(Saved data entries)
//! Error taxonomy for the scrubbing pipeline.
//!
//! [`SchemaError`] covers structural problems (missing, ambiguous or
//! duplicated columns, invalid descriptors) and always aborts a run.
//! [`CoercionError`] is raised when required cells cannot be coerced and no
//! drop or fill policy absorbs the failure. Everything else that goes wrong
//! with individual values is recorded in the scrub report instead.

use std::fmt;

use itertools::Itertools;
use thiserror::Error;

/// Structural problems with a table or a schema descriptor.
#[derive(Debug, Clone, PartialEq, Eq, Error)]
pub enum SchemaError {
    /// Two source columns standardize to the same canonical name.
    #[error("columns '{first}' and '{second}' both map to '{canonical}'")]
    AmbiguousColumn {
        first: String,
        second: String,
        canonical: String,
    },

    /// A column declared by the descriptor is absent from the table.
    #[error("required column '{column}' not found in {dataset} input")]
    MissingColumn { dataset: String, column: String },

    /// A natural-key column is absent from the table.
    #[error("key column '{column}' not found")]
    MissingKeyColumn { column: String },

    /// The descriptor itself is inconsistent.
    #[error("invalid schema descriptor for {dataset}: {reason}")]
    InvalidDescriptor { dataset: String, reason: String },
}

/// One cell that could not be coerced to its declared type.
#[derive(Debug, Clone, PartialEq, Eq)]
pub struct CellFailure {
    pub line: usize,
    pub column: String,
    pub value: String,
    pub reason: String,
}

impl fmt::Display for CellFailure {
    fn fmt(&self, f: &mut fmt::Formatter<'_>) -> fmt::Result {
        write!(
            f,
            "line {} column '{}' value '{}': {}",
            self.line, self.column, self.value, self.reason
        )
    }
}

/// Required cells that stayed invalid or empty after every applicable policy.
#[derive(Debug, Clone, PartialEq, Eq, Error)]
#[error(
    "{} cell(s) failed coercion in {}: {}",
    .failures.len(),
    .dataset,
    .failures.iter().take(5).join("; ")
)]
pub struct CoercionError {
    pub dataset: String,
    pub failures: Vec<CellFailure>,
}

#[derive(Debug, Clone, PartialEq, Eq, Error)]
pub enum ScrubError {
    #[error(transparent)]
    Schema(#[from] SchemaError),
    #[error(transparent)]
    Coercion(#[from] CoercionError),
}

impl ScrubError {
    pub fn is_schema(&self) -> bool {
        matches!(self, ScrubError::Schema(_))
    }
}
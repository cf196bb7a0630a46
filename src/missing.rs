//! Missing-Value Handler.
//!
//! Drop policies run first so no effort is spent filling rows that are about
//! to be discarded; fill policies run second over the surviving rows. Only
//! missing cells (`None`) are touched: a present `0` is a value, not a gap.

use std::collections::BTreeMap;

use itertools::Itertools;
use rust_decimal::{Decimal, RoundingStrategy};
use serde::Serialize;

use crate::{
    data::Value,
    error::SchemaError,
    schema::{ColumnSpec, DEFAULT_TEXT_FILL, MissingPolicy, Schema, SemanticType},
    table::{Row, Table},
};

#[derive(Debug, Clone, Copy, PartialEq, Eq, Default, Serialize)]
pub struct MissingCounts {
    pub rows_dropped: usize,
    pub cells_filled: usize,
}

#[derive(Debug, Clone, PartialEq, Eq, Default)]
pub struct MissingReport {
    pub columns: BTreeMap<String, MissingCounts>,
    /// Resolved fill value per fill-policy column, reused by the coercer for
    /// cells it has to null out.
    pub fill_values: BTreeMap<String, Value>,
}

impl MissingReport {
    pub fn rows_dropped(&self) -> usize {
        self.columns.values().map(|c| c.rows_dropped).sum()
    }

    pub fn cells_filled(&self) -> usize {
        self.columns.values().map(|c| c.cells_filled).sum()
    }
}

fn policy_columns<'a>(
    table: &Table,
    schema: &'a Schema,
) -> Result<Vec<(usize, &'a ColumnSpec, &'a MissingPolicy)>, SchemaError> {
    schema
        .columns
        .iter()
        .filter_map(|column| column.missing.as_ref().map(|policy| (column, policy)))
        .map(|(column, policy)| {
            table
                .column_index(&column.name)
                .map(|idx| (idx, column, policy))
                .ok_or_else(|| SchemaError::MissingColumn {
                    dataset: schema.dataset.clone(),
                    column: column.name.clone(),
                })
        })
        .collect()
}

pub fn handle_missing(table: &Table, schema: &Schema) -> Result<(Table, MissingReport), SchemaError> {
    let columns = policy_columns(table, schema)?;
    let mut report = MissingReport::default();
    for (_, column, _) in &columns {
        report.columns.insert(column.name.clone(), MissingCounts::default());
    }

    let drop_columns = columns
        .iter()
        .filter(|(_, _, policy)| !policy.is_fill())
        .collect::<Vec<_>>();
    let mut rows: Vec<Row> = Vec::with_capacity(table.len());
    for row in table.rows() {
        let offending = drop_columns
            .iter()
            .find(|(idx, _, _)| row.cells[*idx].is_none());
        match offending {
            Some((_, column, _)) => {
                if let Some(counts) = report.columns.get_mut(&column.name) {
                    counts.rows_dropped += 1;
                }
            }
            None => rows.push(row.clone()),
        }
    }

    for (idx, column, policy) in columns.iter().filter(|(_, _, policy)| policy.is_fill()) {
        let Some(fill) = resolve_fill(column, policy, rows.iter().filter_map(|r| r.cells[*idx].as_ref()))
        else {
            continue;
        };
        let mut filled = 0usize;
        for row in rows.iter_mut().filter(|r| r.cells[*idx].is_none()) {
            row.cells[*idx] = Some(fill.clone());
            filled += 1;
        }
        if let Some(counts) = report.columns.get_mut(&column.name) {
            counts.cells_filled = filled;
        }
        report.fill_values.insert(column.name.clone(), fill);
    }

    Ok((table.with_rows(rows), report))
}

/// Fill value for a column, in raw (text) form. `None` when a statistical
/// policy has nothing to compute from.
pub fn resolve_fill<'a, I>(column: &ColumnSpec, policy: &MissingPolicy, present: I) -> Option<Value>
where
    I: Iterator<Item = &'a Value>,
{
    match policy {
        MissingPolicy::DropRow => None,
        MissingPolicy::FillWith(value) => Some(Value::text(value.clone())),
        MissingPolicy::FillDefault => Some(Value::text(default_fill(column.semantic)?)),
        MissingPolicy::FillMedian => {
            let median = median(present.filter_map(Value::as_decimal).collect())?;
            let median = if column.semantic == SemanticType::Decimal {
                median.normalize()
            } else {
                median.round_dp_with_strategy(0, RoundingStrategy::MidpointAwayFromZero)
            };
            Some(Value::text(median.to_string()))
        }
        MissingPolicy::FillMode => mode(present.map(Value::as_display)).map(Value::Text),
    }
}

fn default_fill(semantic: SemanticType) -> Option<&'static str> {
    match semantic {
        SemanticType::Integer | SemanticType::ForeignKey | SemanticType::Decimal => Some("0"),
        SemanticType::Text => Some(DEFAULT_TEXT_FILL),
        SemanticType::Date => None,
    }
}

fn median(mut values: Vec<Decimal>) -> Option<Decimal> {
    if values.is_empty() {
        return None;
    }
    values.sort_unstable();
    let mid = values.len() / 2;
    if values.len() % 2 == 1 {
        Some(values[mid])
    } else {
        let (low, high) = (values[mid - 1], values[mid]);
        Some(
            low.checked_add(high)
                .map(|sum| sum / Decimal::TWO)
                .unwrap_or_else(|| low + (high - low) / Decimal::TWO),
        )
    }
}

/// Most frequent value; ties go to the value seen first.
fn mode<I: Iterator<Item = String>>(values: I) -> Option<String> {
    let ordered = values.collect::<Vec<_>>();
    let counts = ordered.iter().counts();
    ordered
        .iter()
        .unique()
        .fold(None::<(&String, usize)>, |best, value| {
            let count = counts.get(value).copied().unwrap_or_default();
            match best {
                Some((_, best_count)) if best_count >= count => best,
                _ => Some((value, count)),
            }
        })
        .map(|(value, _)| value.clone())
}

REQUIREMENT: List every line in the records above that contains the word "coerced".

RESULT BELOW:
//! [`CoercionError`] is raised when required cells cannot be coerced and no
/// One cell that could not be coerced to its declared type.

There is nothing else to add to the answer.